Prime suspect in this line is Artie (Justin Timberlake), Fiona’s half-brother, who lives in another land far far away reached by Shrek, Donkey and Puss in Boots after a lengthy sea voyage. Although the region is called Worcestershire, it bears more than a passing resemblance to the OC, given the American-accented layabouts who lard their speech with “like” and “whatever.” What may have been the filmmakers’ idea of an amusing gag in fact comes off as pandering to young Yank viewers.
Artie is a good-looking but dweeby outcast, the butt of fun for rival Lancelot’s crew, and dismissive of Shrek’s entreaties even as they travel together toward Far Far Away. Film itself is becalmed when their ship runs aground and the action is briefly dominated by a broken-down, New Agey Merlin (Eric Idle) whose magical powers aren’t what they once were.

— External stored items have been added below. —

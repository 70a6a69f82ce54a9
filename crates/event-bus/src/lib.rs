//! Observers of the interface mirror
//!
//! Every kernel notification the registry has applied is published here
//! after the fact. Frozen interfaces listen to restore their snapshot when
//! something else changes the link, and user callbacks registered on the
//! registry watch commits land.

use std::collections::HashMap;
use std::sync::Arc;

use async_trait::async_trait;
use log::warn;
use pve_shared_types::KernelEvent;
use thiserror::Error;
use tokio::sync::RwLock;

/// Result alias for event bus operations
pub type EventBusResult<T> = Result<T, EventBusError>;

/// Contract implemented by listeners interested in [`KernelEvent`] notifications.
#[async_trait]
pub trait EventListener: Send + Sync {
    async fn on_event(&self, event: &KernelEvent) -> anyhow::Result<()>;
}

/// Shared event bus that multiplexes published [`KernelEvent`] values to
/// registered listeners.
#[derive(Clone, Default)]
pub struct EventBus {
    listeners: Arc<RwLock<HashMap<String, Arc<dyn EventListener>>>>,
}

impl EventBus {
    /// Create a new bus instance without any registered listeners.
    pub fn new() -> Self {
        Self {
            listeners: Arc::new(RwLock::new(HashMap::new())),
        }
    }

    /// Register a listener under the given name. Listener names must be unique
    /// so that they can be replaced or removed later on.
    pub async fn register_listener<L>(
        &self,
        name: impl Into<String>,
        listener: L,
    ) -> EventBusResult<()>
    where
        L: EventListener + 'static,
    {
        self.register_shared(name, Arc::new(listener)).await
    }

    /// Register an already shared listener.
    pub async fn register_shared(
        &self,
        name: impl Into<String>,
        listener: Arc<dyn EventListener>,
    ) -> EventBusResult<()> {
        let name = name.into();
        let mut guard = self.listeners.write().await;
        if guard.contains_key(&name) {
            return Err(EventBusError::ListenerExists(name));
        }

        guard.insert(name, listener);
        Ok(())
    }

    /// Remove a listener by name.
    pub async fn unregister_listener(&self, name: &str) -> EventBusResult<()> {
        let mut guard = self.listeners.write().await;
        guard
            .remove(name)
            .map(|_| ())
            .ok_or_else(|| EventBusError::ListenerNotFound(name.to_string()))
    }

    pub async fn listener_count(&self) -> usize {
        self.listeners.read().await.len()
    }

    /// Publish a [`KernelEvent`] to all registered listeners. Listener
    /// failures are collected and surfaced as a single [`EventBusError`] so that
    /// publishers receive feedback while the other listeners still get a chance
    /// to react.
    pub async fn publish(&self, event: &KernelEvent) -> EventBusResult<()> {
        let listeners: Vec<(String, Arc<dyn EventListener>)> = {
            let guard = self.listeners.read().await;
            guard
                .iter()
                .map(|(name, listener)| (name.clone(), Arc::clone(listener)))
                .collect()
        };

        let mut failures = Vec::new();
        for (name, listener) in listeners {
            if let Err(err) = listener.on_event(event).await {
                warn!("event listener '{}' failed: {}", name, err);
                failures.push(ListenerFailure {
                    listener: name,
                    error: err.to_string(),
                });
            }
        }

        if failures.is_empty() {
            Ok(())
        } else {
            Err(failures.into())
        }
    }
}

/// Error type returned by event bus operations.
#[derive(Debug, Error)]
pub enum EventBusError {
    #[error("listener '{0}' already registered")]
    ListenerExists(String),
    #[error("listener '{0}' not found")]
    ListenerNotFound(String),
    #[error("one or more listeners failed: {0}")]
    ListenerFailures(ListenerFailureReport),
}

/// Aggregate information about listener failures.
#[derive(Debug, Clone)]
pub struct ListenerFailure {
    pub listener: String,
    pub error: String,
}

impl std::fmt::Display for ListenerFailure {
    fn fmt(&self, f: &mut std::fmt::Formatter<'_>) -> std::fmt::Result {
        write!(f, "{}: {}", self.listener, self.error)
    }
}

/// Wrapper used to present multiple failures as a single error payload.
#[derive(Debug, Clone)]
pub struct ListenerFailureReport(pub Vec<ListenerFailure>);

impl std::fmt::Display for ListenerFailureReport {
    fn fmt(&self, f: &mut std::fmt::Formatter<'_>) -> std::fmt::Result {
        let mut first = true;
        for failure in &self.0 {
            if !first {
                write!(f, "; ")?;
            }
            first = false;
            write!(f, "{}", failure)?;
        }
        Ok(())
    }
}

impl std::convert::From<Vec<ListenerFailure>> for ListenerFailureReport {
    fn from(value: Vec<ListenerFailure>) -> Self {
        ListenerFailureReport(value)
    }
}

impl std::convert::From<Vec<ListenerFailure>> for EventBusError {
    fn from(value: Vec<ListenerFailure>) -> Self {
        EventBusError::ListenerFailures(value.into())
    }
}

impl EventBusError {
    pub fn listener_failures(&self) -> Option<&[ListenerFailure]> {
        match self {
            EventBusError::ListenerFailures(report) => Some(&report.0),
            _ => None,
        }
    }
}

#[cfg(test)]
mod tests {
    use super::*;
    use pve_shared_types::LinkMessage;
    use std::sync::atomic::{AtomicUsize, Ordering};

    struct CountingListener {
        counter: Arc<AtomicUsize>,
    }

    #[async_trait]
    impl EventListener for CountingListener {
        async fn on_event(&self, _event: &KernelEvent) -> anyhow::Result<()> {
            self.counter.fetch_add(1, Ordering::SeqCst);
            Ok(())
        }
    }

    struct FailingListener;

    #[async_trait]
    impl EventListener for FailingListener {
        async fn on_event(&self, event: &KernelEvent) -> anyhow::Result<()> {
            anyhow::bail!("cannot handle {}", event.kind())
        }
    }

    #[tokio::test]
    async fn test_listener_registration_and_publish() {
        let bus = EventBus::new();
        let counter = Arc::new(AtomicUsize::new(0));
        bus.register_listener(
            "counter",
            CountingListener {
                counter: Arc::clone(&counter),
            },
        )
        .await
        .unwrap();

        bus.publish(&KernelEvent::NewLink(LinkMessage::new(2, "eth0")))
            .await
            .unwrap();

        assert_eq!(counter.load(Ordering::SeqCst), 1);
        assert!(bus.register_listener("counter", FailingListener).await.is_err());
    }

    #[tokio::test]
    async fn test_failures_are_collected() {
        let bus = EventBus::new();
        let counter = Arc::new(AtomicUsize::new(0));
        bus.register_listener("broken", FailingListener).await.unwrap();
        bus.register_listener(
            "counter",
            CountingListener {
                counter: Arc::clone(&counter),
            },
        )
        .await
        .unwrap();

        let err = bus
            .publish(&KernelEvent::DelLink(LinkMessage::new(2, "eth0")))
            .await
            .unwrap_err();
        let failures = err.listener_failures().unwrap();
        assert_eq!(failures.len(), 1);
        assert_eq!(failures[0].error, "cannot handle RTM_DELLINK");
        assert_eq!(counter.load(Ordering::SeqCst), 1);

        bus.unregister_listener("broken").await.unwrap();
        assert_eq!(bus.listener_count().await, 1);
    }
}
use std::net::IpAddr;
use std::str::FromStr;

use ipnet::{IpNet, Ipv4Net, Ipv6Net};
use mac_address::MacAddress;
use serde::{Deserialize, Serialize};

use crate::error::SharedTypeError;

/// Key of an interface address: the address itself plus its prefix length.
#[derive(Debug, Clone, Copy, PartialEq, Eq, PartialOrd, Ord, Hash, Serialize, Deserialize)]
#[serde(try_from = "String", into = "String")]
pub struct AddrKey {
    pub addr: IpAddr,
    pub prefix_len: u8,
}

impl AddrKey {
    pub fn new(addr: IpAddr, prefix_len: u8) -> Self {
        Self { addr, prefix_len }
    }

    pub fn to_ipnet(&self) -> Option<IpNet> {
        match self.addr {
            IpAddr::V4(addr) => Ipv4Net::new(addr, self.prefix_len).ok().map(IpNet::V4),
            IpAddr::V6(addr) => Ipv6Net::new(addr, self.prefix_len).ok().map(IpNet::V6),
        }
    }

    pub fn same_network(&self, other: &AddrKey) -> bool {
        match (self.to_ipnet(), other.to_ipnet()) {
            (Some(net1), Some(net2)) => net1.trunc() == net2.trunc(),
            _ => false,
        }
    }

    /// Automatic IPv6 link-local address (fe80::/64), managed by the kernel.
    pub fn is_ipv6_link_local(&self) -> bool {
        match self.addr {
            IpAddr::V6(addr) => (addr.segments()[0] & 0xffc0) == 0xfe80 && self.prefix_len == 64,
            IpAddr::V4(_) => false,
        }
    }
}

/// Convert a dotted-quad netmask into a prefix length.
fn dotted_mask_to_prefix(mask: &str) -> Option<u8> {
    let mask: std::net::Ipv4Addr = mask.parse().ok()?;
    let bits = u32::from(mask);
    let prefix = bits.leading_ones();
    // only contiguous masks are valid
    if bits.checked_shl(prefix).unwrap_or(0) != 0 {
        return None;
    }
    Some(prefix as u8)
}

impl FromStr for AddrKey {
    type Err = SharedTypeError;

    fn from_str(s: &str) -> Result<Self, Self::Err> {
        let (addr, mask) = s.split_once('/').ok_or(SharedTypeError::InvalidValue {
            field: "ip_address",
            value: s.to_string(),
        })?;
        let addr = addr
            .parse::<IpAddr>()
            .map_err(|_| SharedTypeError::InvalidValue {
                field: "ip_address",
                value: s.to_string(),
            })?;
        let prefix_len = if mask.contains('.') {
            dotted_mask_to_prefix(mask)
        } else {
            mask.parse::<u8>().ok()
        }
        .ok_or(SharedTypeError::InvalidValue {
            field: "prefix_length",
            value: mask.to_string(),
        })?;

        let max = if addr.is_ipv4() { 32 } else { 128 };
        if prefix_len > max {
            return Err(SharedTypeError::InvalidValue {
                field: "prefix_length",
                value: mask.to_string(),
            });
        }
        Ok(AddrKey::new(addr, prefix_len))
    }
}

impl TryFrom<String> for AddrKey {
    type Error = SharedTypeError;

    fn try_from(value: String) -> Result<Self, Self::Error> {
        value.parse()
    }
}

impl From<AddrKey> for String {
    fn from(key: AddrKey) -> Self {
        key.to_string()
    }
}

impl std::fmt::Display for AddrKey {
    fn fmt(&self, f: &mut std::fmt::Formatter<'_>) -> std::fmt::Result {
        write!(f, "{}/{}", self.addr, self.prefix_len)
    }
}

#[derive(Debug, Clone, Copy, PartialEq, Eq, Hash)]
pub struct MacAddr(pub MacAddress);

impl MacAddr {
    /// `00:00:00:00:00:00` asks the kernel to generate an address by itself.
    pub fn is_placeholder(&self) -> bool {
        self.0.bytes() == [0u8; 6]
    }
}

struct MacAddrVisitor;

impl<'de> serde::de::Visitor<'de> for MacAddrVisitor {
    type Value = MacAddr;

    fn expecting(&self, formatter: &mut std::fmt::Formatter) -> std::fmt::Result {
        formatter.write_str("a MAC address string")
    }

    fn visit_str<E>(self, v: &str) -> Result<Self::Value, E>
    where
        E: serde::de::Error,
    {
        v.parse::<MacAddress>()
            .map(MacAddr)
            .map_err(|_| E::custom(format!("invalid MAC address: {}", v)))
    }
}

impl<'de> Deserialize<'de> for MacAddr {
    fn deserialize<D>(deserializer: D) -> Result<Self, D::Error>
    where
        D: serde::Deserializer<'de>,
    {
        deserializer.deserialize_str(MacAddrVisitor)
    }
}

impl Serialize for MacAddr {
    fn serialize<S>(&self, serializer: S) -> Result<S::Ok, S::Error>
    where
        S: serde::Serializer,
    {
        serializer.serialize_str(&self.to_string())
    }
}

impl FromStr for MacAddr {
    type Err = SharedTypeError;

    fn from_str(s: &str) -> Result<Self, Self::Err> {
        s.parse::<MacAddress>()
            .map(MacAddr)
            .map_err(|_| SharedTypeError::InvalidValue {
                field: "mac_address",
                value: s.to_string(),
            })
    }
}

impl std::fmt::Display for MacAddr {
    fn fmt(&self, f: &mut std::fmt::Formatter<'_>) -> std::fmt::Result {
        let b = self.0.bytes();
        write!(
            f,
            "{:02x}:{:02x}:{:02x}:{:02x}:{:02x}:{:02x}",
            b[0], b[1], b[2], b[3], b[4], b[5]
        )
    }
}
use pve_network_core::fields::registry;
use pve_network_core::{
    errno, AddrExtras, AddrFilter, AddrKey, AddrMessage, AddrOp, AddressFamily, AfSpec,
    FieldClass, FieldValue, KernelError, KernelEvent, LinkInfo, LinkMessage, LinkOp,
    LinkRequest, MacAddr, VlanInfo, VlanOp, IFA_F_SECONDARY, IFF_BROADCAST, IFF_MASK, IFF_MULTICAST,
};

use crate::transport::{KernelResult, KernelTransport};

#[derive(Default)]
struct KernelState {
    links: BTreeMap<u32, LinkMessage>,
    addrs: Vec<AddrMessage>,
    vlans: BTreeMap<u32, Vec<VlanInfo>>,
    next_index: u32,
    sequence: u32,
    failures: HashMap<&'static str, VecDeque<KernelError>>,
    persistent: HashMap<&'static str, KernelError>,
    busy_reads: u32,
    calls: Vec<String>,
}

impl KernelState {
    fn failure(&mut self, op: &'static str) -> Option<KernelError> {
        if let Some(error) = self.failures.get_mut(op).and_then(VecDeque::pop_front) {
            return Some(error);
        }
        self.persistent.get(op).cloned()
    }

    fn next_sequence(&mut self) -> u32 {
        self.sequence += 1;
        self.sequence
    }

    fn index_of(&self, ifname: &str) -> Option<u32> {
        self.links
            .values()
            .find(|link| link.ifname() == Some(ifname))
            .map(|link| link.index)
    }

    fn new_link(&mut self, index: u32, ifname: &str) -> LinkMessage {
        let mac: MacAddr = format!("52:54:00:00:{:02x}:{:02x}", (index >> 8) & 0xff, index & 0xff)
            .parse()
            .unwrap();
        let mut link = LinkMessage::new(index, ifname)
            .with_attr("mtu", 1500u32)
            .with_attr("address", mac);
        link.flags = (IFF_BROADCAST | IFF_MULTICAST) as u32;
        self.links.insert(index, link.clone());
        self.next_index = self.next_index.max(index + 1);
        link
    }

    fn apply_attr(link: &mut LinkMessage, name: &str, value: &FieldValue) {
        match name {
            "index" => {}
            "flags" => {
                let requested = value.as_int().unwrap_or(0) & IFF_MASK;
                link.flags = (i64::from(link.flags) & !IFF_MASK | requested) as u32;
            }
            "master" if value.as_int() == Some(0) => link.attrs.retain(|(key, _)| key != "master"),
            "kind" => {
                let kind = value.as_text().unwrap_or_default().to_string();
                link.link_info.get_or_insert_with(LinkInfo::default).kind = kind;
            }
            _ if registry().get(name).map(|spec| spec.class) == Some(FieldClass::KindData) => {
                let info = link.link_info.get_or_insert_with(LinkInfo::default);
                info.data.retain(|(key, _)| key != name);
                info.data.push((name.to_string(), value.clone()));
            }
            _ => link.set_attr(name, value.clone()),
        }
    }

    fn bridge_message(&self, index: u32) -> Option<LinkMessage> {
        let mut msg = self.links.get(&index)?.clone();
        msg.family = AddressFamily::Bridge;
        msg.af_spec = Some(AfSpec {
            vlans: self.vlans.get(&index).cloned().unwrap_or_default(),
        });
        Some(msg)
    }

    /// IPv6 link-local address derived from the link's MAC
    fn assign_link_local(&mut self, index: u32) -> AddrMessage {
        let key: AddrKey = format!("fe80::5054:ff:fe00:{:x}/64", index & 0xffff)
            .parse()
            .unwrap();
        self.insert_addr(index, key, &AddrExtras::default())
    }

    fn insert_addr(&mut self, index: u32, key: AddrKey, extras: &AddrExtras) -> AddrMessage {
        let mut msg = AddrMessage::new(index, key);
        msg.extras = extras.clone();
        msg.extras.flags = 0;
        let has_primary = self.addrs.iter().any(|addr| {
            addr.index == index && addr.key().same_network(&key) && !addr.extras.is_secondary()
        });
        if has_primary {
            msg.extras.flags |= IFA_F_SECONDARY;
        }
        self.addrs.push(msg.clone());
        msg
    }
}

pub(crate) struct FakeKernel {
    state: Mutex<KernelState>,
    events: mpsc::Sender<KernelEvent>,
}
//! Frozen interfaces
//!
//! Freezing pins an interface to its current state: any later notification
//! about it starts a rollback-mode commit back to that state.

use std::sync::atomic::{AtomicBool, Ordering};
use std::sync::{Arc, Weak};

use async_trait::async_trait;
use log::{debug, warn};

use pve_event_bus::{EventBusResult, EventListener};
use pve_network_core::{Interface, KernelEvent, LinkState};

use crate::registry::Ipdb;

struct FreezeListener {
    ipdb: Weak<Ipdb>,
    iface: Arc<Interface>,
    index: u32,
    frozen: LinkState,
    /// A restore task is running
    busy: Arc<AtomicBool>,
    /// Notifications arrived while it was running
    pending: Arc<AtomicBool>,
}

#[async_trait]
impl EventListener for FreezeListener {
    async fn on_event(&self, event: &KernelEvent) -> anyhow::Result<()> {
        if event.index() != self.index {
            return Ok(());
        }
        if self.busy.swap(true, Ordering::SeqCst) {
            self.pending.store(true, Ordering::SeqCst);
            return Ok(());
        }
        let Some(ipdb) = self.ipdb.upgrade() else {
            self.busy.store(false, Ordering::SeqCst);
            return Ok(());
        };

        let iface = Arc::clone(&self.iface);
        let frozen = self.frozen.clone();
        let busy = Arc::clone(&self.busy);
        let pending = Arc::clone(&self.pending);
        // the reader task delivers the notifications the restore waits for
        tokio::spawn(async move {
            loop {
                pending.store(false, Ordering::SeqCst);
                if let Err(e) = ipdb.restore(&iface, frozen.clone()).await {
                    warn!("restoring frozen {} failed: {}", iface.label().await, e);
                }
                busy.store(false, Ordering::SeqCst);
                if !pending.load(Ordering::SeqCst) || busy.swap(true, Ordering::SeqCst) {
                    break;
                }
            }
        });
        Ok(())
    }
}

impl Ipdb {
    /// Freeze `iface` in its current state; returns the name to unfreeze it
    pub async fn freeze(self: &Arc<Self>, iface: &Arc<Interface>) -> EventBusResult<String> {
        let frozen = iface.pick().await;
        let listener = FreezeListener {
            ipdb: Arc::downgrade(self),
            iface: Arc::clone(iface),
            index: frozen.index(),
            frozen,
            busy: Arc::new(AtomicBool::new(false)),
            pending: Arc::new(AtomicBool::new(false)),
        };
        let name = self.register_callback(Arc::new(listener)).await?;
        debug!("froze {} as {}", iface.label().await, name);
        Ok(name)
    }

    pub async fn unfreeze(&self, name: &str) -> EventBusResult<()> {
        self.unregister_callback(name).await
    }
}
pub mod addr;
pub mod error;
pub mod events;
pub mod link;
pub mod network;
pub mod value;

pub use addr::{AddrExtras, AddrFilter, AddrMessage, AddrOp, IFA_F_SECONDARY};
pub use error::{SharedResult, SharedTypeError};
pub use events::{KernelEvent, MessageKind};
pub use link::{AddressFamily, AfSpec, LinkInfo, LinkMessage, LinkOp, LinkRequest, VlanInfo, VlanOp};
pub use network::{AddrKey, MacAddr};
pub use value::FieldValue;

Providing more fun is Prince Charming (Rupert Everett), who, after a failed career in dinner theater, convinces a tavern full of villains (Captain Hook, Cyclops, et al.) to join him in conquering Far Far Away and enjoy their own happy ending for once. Ultimately opposing them is a band of heretofore sweet young things (Cinderella, Sleeping Beauty, Snow White and Rapunzel among them), who take matters into their own hands while Shrek, Artie and Fiona are sorting out their futures.
Having moved on to “The Chronicles of Narnia” franchise, Andrew Adamson, director of the first two “Shrek” entries, has handed the reins to Chris Miller, who worked as a story artist and provided vocals on the earlier installments. From a visual and storytelling p.o.v., transition is seamless. Notable details this time include the attention to facial and physical nuance in Shrek’s characterization, and the evident delight Miller and the artists have taken in the design and minutiae of the stage productions rendered in the opening and closing sequences.
Franchise stars Mike Myers, Cameron Diaz, Eddie Murphy and Antonio Banderas continue their stellar voice work, and the latter two have some choice moments in the late going thanks to a clever gag involving the Donkey and Puss in Boots characters. Musical elements are bright as usual.